杜孑宇愣了下, 许满月忙问:“阿烈,你不是不喝酒吗?”
“喝点没事。”他却淡道。
杜孑宇皱起眉, 江时烈自从伤了后,有过一段黑暗期,酗酒成性,后来戒了, 普通人劝不了他, 今天怎么突然……
“你行个屁, 就你那酒量。大事为重, 今儿其他人每人一瓶, 没问题吧?”杜孑宇抬手招呼来服务员,点了六瓶啤酒, 又给每人都加了一只酒杯, 只有江时烈是饮料。

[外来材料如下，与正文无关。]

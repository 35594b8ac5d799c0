use std::sync::Arc;

use axum::{
    extract::{Path, State},
    http::StatusCode,
    Extension, Json,
};
use chrono::{DateTime, FixedOffset};
use serde::{Deserialize, Serialize};
use tracing::error;
use uuid::Uuid;

use service::auth::domain::Identity;
use service::errors::ServiceError;
use service::product::repository::{ProductFields, SeaOrmProductRepository};
use service::product::ProductService;

use crate::errors::JsonApiError;
use crate::routes::auth::ServerState;

/// Wire shape shared by insert and update; field names follow the client.
#[derive(Debug, Deserialize)]
pub struct ProductInput {
    #[serde(rename = "ProductName")]
    pub name: String,
    #[serde(rename = "ProductPrice")]
    pub price: f64,
    #[serde(rename = "ProductBarcode")]
    pub barcode: i64,
    #[serde(rename = "ProductQuantity", default)]
    pub quantity: i32,
}

impl From<ProductInput> for ProductFields {
    fn from(input: ProductInput) -> Self {
        Self {
            name: input.name,
            price: input.price,
            barcode: input.barcode,
            quantity: input.quantity,
        }
    }
}

#[derive(Debug, Serialize)]
pub struct ProductOutput {
    pub id: Uuid,
    #[serde(rename = "userId")]
    pub user_id: Uuid,
    #[serde(rename = "ProductName")]
    pub name: String,
    #[serde(rename = "ProductPrice")]
    pub price: f64,
    #[serde(rename = "ProductBarcode")]
    pub barcode: i64,
    #[serde(rename = "ProductQuantity")]
    pub quantity: i32,
    #[serde(rename = "createdAt")]
    pub created_at: DateTime<FixedOffset>,
}

impl From<models::product::Model> for ProductOutput {
    fn from(m: models::product::Model) -> Self {
        Self {
            id: m.id,
            user_id: m.user_id,
            name: m.name,
            price: m.price,
            barcode: m.barcode,
            quantity: m.quantity,
            created_at: m.created_at,
        }
    }
}

fn product_service(state: &ServerState) -> ProductService<SeaOrmProductRepository> {
    ProductService::new(Arc::new(SeaOrmProductRepository { db: state.db.clone() }))
}

#[utoipa::path(post, path = "/insertproduct", tag = "products", request_body = crate::openapi::ProductRequest, responses((status = 201, description = "Created"), (status = 400, description = "Validation Error"), (status = 422, description = "Duplicate Barcode"), (status = 500, description = "Create Failed")))]
pub async fn create(
    State(state): State<ServerState>,
    Extension(identity): Extension<Identity>,
    Json(input): Json<ProductInput>,
) -> Result<(StatusCode, Json<ProductOutput>), JsonApiError> {
    match product_service(&state).create(identity.user_id, input.into()).await {
        Ok(m) => Ok((StatusCode::CREATED, Json(m.into()))),
        Err(e @ (ServiceError::Validation(_) | ServiceError::Model(_))) => Err(JsonApiError::new(
            StatusCode::BAD_REQUEST,
            "Validation Error",
            Some(e.to_string()),
        )),
        Err(ServiceError::Conflict(_)) => Err(JsonApiError::new(
            StatusCode::UNPROCESSABLE_ENTITY,
            "Product is already added.",
            None,
        )),
        Err(e) => {
            error!(err = %e, "create product failed");
            Err(JsonApiError::internal("Create Failed", Some(e.to_string())))
        }
    }
}

// The reference client expects 201 for reads as well; kept for wire
// compatibility.
#[utoipa::path(get, path = "/products", tag = "products", responses((status = 201, description = "List OK"), (status = 500, description = "List Failed")))]
pub async fn list(
    State(state): State<ServerState>,
    Extension(identity): Extension<Identity>,
) -> Result<(StatusCode, Json<Vec<ProductOutput>>), JsonApiError> {
    match product_service(&state).list(identity.user_id).await {
        Ok(items) => Ok((
            StatusCode::CREATED,
            Json(items.into_iter().map(Into::into).collect()),
        )),
        Err(e) => {
            error!(err = %e, "list products failed");
            Err(JsonApiError::internal("List Failed", Some(e.to_string())))
        }
    }
}

#[utoipa::path(get, path = "/products/{id}", tag = "products", params(("id" = Uuid, Path, description = "Product ID")), responses((status = 201, description = "OK"), (status = 404, description = "Not Found")))]
pub async fn get_one(
    State(state): State<ServerState>,
    Extension(identity): Extension<Identity>,
    Path(id): Path<Uuid>,
) -> Result<(StatusCode, Json<ProductOutput>), JsonApiError> {
    match product_service(&state).get(identity.user_id, id).await {
        Ok(Some(m)) => Ok((StatusCode::CREATED, Json(m.into()))),
        Ok(None) => Err(JsonApiError::new(StatusCode::NOT_FOUND, "Product not found", None)),
        Err(e) => {
            error!(err = %e, "get product failed");
            Err(JsonApiError::internal("Fetch Failed", Some(e.to_string())))
        }
    }
}

#[utoipa::path(put, path = "/updateproduct/{id}", tag = "products", params(("id" = Uuid, Path, description = "Product ID")), request_body = crate::openapi::ProductRequest, responses((status = 201, description = "Updated"), (status = 400, description = "Validation Error"), (status = 403, description = "Forbidden"), (status = 422, description = "Duplicate Barcode"), (status = 500, description = "Update Failed")))]
pub async fn update(
    State(state): State<ServerState>,
    Extension(identity): Extension<Identity>,
    Path(id): Path<Uuid>,
    Json(input): Json<ProductInput>,
) -> Result<(StatusCode, Json<ProductOutput>), JsonApiError> {
    match product_service(&state).update(identity.user_id, id, input.into()).await {
        Ok(m) => Ok((StatusCode::CREATED, Json(m.into()))),
        Err(ServiceError::Forbidden(_)) => Err(JsonApiError::new(
            StatusCode::FORBIDDEN,
            "You are not authorized to update this product",
            None,
        )),
        Err(ServiceError::Conflict(_)) => Err(JsonApiError::new(
            StatusCode::UNPROCESSABLE_ENTITY,
            "Product with this barcode already exists.",
            None,
        )),
        Err(e @ (ServiceError::Validation(_) | ServiceError::Model(_))) => Err(JsonApiError::new(
            StatusCode::BAD_REQUEST,
            "Validation Error",
            Some(e.to_string()),
        )),
        Err(e) => {
            error!(err = %e, "update product failed");
            Err(JsonApiError::internal("Update Failed", Some(e.to_string())))
        }
    }
}

#[utoipa::path(delete, path = "/deleteproduct/{id}", tag = "products", params(("id" = Uuid, Path, description = "Product ID")), responses((status = 201, description = "Deleted"), (status = 403, description = "Forbidden"), (status = 500, description = "Delete Failed")))]
pub async fn remove(
    State(state): State<ServerState>,
    Extension(identity): Extension<Identity>,
    Path(id): Path<Uuid>,
) -> Result<(StatusCode, Json<ProductOutput>), JsonApiError> {
    match product_service(&state).delete(identity.user_id, id).await {
        Ok(m) => Ok((StatusCode::CREATED, Json(m.into()))),
        Err(ServiceError::Forbidden(_)) => Err(JsonApiError::new(
            StatusCode::FORBIDDEN,
            "You are not authorized to delete this product",
            None,
        )),
        Err(e) => {
            error!(err = %e, "delete product failed");
            Err(JsonApiError::internal("Delete Failed", Some(e.to_string())))
        }
    }
}
use sea_orm::entity::prelude::*;
use serde::{Deserialize, Serialize};
use uuid::Uuid;

use crate::{errors, user};

#[derive(Clone, Debug, PartialEq, DeriveEntityModel, Serialize, Deserialize)]
#[sea_orm(table_name = "product")]
pub struct Model {
    #[sea_orm(primary_key, auto_increment = false)]
    pub id: Uuid,
    /// Owning user; immutable after creation.
    pub user_id: Uuid,
    pub name: String,
    pub price: f64,
    pub barcode: i64,
    pub quantity: i32,
    pub created_at: DateTimeWithTimeZone,
}

#[derive(Copy, Clone, Debug, EnumIter)]
pub enum Relation {
    User,
}

impl RelationTrait for Relation {
    fn def(&self) -> RelationDef {
        match self {
            Relation::User => Entity::belongs_to(user::Entity)
                .from(Column::UserId)
                .to(user::Column::Id)
                .into(),
        }
    }
}

impl Related<user::Entity> for Entity {
    fn to() -> RelationDef {
        Relation::User.def()
    }
}

impl ActiveModelBehavior for ActiveModel {}

pub fn validate_name(name: &str) -> Result<(), errors::ModelError> {
    if name.trim().is_empty() {
        return Err(errors::ModelError::Validation("product name required".into()));
    }
    Ok(())
}

pub fn validate_price(price: f64) -> Result<(), errors::ModelError> {
    if !price.is_finite() || price < 0.0 {
        return Err(errors::ModelError::Validation("price must be non-negative".into()));
    }
    Ok(())
}

pub fn validate_quantity(quantity: i32) -> Result<(), errors::ModelError> {
    if quantity < 0 {
        return Err(errors::ModelError::Validation("quantity must be non-negative".into()));
    }
    Ok(())
}
use axum::http::StatusCode;
use axum::response::{IntoResponse, Response};
use axum::Json;

/// JSON error envelope returned by every handler: `{"message": ...}` plus an
/// optional `error` field carrying raw detail for unexpected failures.
#[derive(Debug)]
pub struct JsonApiError {
    pub status: StatusCode,
    pub message: String,
    pub detail: Option<String>,
}

impl JsonApiError {
    pub fn new(status: StatusCode, message: impl Into<String>, detail: Option<String>) -> Self {
        Self { status, message: message.into(), detail }
    }

    pub fn internal(message: impl Into<String>, detail: Option<String>) -> Self {
        Self::new(StatusCode::INTERNAL_SERVER_ERROR, message, detail)
    }
}

impl IntoResponse for JsonApiError {
    fn into_response(self) -> Response {
        let mut body = serde_json::json!({ "message": self.message });
        if let Some(detail) = self.detail {
            body["error"] = serde_json::Value::String(detail);
        }
        (self.status, Json(body)).into_response()
    }
}
//! Create `user` table.
//!
//! Username and email are each globally unique.
use sea_orm_migration::{prelude::*, schema::*};

#[derive(DeriveMigrationName)]
pub struct Migration;

#[async_trait::async_trait]
impl MigrationTrait for Migration {
    async fn up(&self, manager: &SchemaManager) -> Result<(), DbErr> {
        manager
            .create_table(
                Table::create()
                    .table(User::Table)
                    .if_not_exists()
                    .col(uuid(User::Id).primary_key())
                    .col(string_len(User::Username, 128).unique_key().not_null())
                    .col(string_len(User::Email, 255).unique_key().not_null())
                    .col(timestamp_with_time_zone(User::CreatedAt).not_null())
                    .col(timestamp_with_time_zone(User::UpdatedAt).not_null())
                    .to_owned(),
            )
            .await
    }

    async fn down(&self, manager: &SchemaManager) -> Result<(), DbErr> {
        manager.drop_table(Table::drop().table(User::Table).to_owned()).await
    }
}

#[derive(DeriveIden)]
enum User { Table, Id, Username, Email, CreatedAt, UpdatedAt }
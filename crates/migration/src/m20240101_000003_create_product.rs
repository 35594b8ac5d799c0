//! Create `product` table with FK to `user`.
use sea_orm_migration::{prelude::*, schema::*};

#[derive(DeriveMigrationName)]
pub struct Migration;

#[async_trait::async_trait]
impl MigrationTrait for Migration {
    async fn up(&self, manager: &SchemaManager) -> Result<(), DbErr> {
        manager
            .create_table(
                Table::create()
                    .table(Product::Table)
                    .if_not_exists()
                    .col(uuid(Product::Id).primary_key())
                    .col(uuid(Product::UserId).not_null())
                    .col(string_len(Product::Name, 255).not_null())
                    .col(double(Product::Price).not_null())
                    .col(big_integer(Product::Barcode).not_null())
                    .col(integer(Product::Quantity).not_null().default(0))
                    .col(timestamp_with_time_zone(Product::CreatedAt).not_null())
                    .foreign_key(
                        ForeignKey::create()
                            .name("fk_product_user")
                            .from(Product::Table, Product::UserId)
                            .to(User::Table, User::Id)
                            .on_delete(ForeignKeyAction::Cascade)
                            .on_update(ForeignKeyAction::Cascade),
                    )
                    .to_owned(),
            )
            .await
    }

    async fn down(&self, manager: &SchemaManager) -> Result<(), DbErr> {
        manager.drop_table(Table::drop().table(Product::Table).to_owned()).await
    }
}

#[derive(DeriveIden)]
enum Product { Table, Id, UserId, Name, Price, Barcode, Quantity, CreatedAt }

#[derive(DeriveIden)]
enum User { Table, Id }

“杜总, 别区别对待啊, 喝一点。”江时烈给自己要了只酒杯,还问其他人,“有不喝的吗?”
这桌, 哪个没跟他吃过饭,都能喝。
这屁话问的。
杜孑宇看看他,骂了个娘,随他。
“能喝吗?”秦礼挺关照周以汀,毕竟是他把人带来的。
“还行。”周以汀简单回道。
“你呢?”秦礼很自然地问向郁穹。
“我是真还行,汀汀是谦虚了。”郁穹对秦礼的搭话十分惊喜,相当认真地回道,“我就没见她醉过,喝酒不上脸,白的红的随便干,你上次喝了几瓶红酒,三瓶有吧?”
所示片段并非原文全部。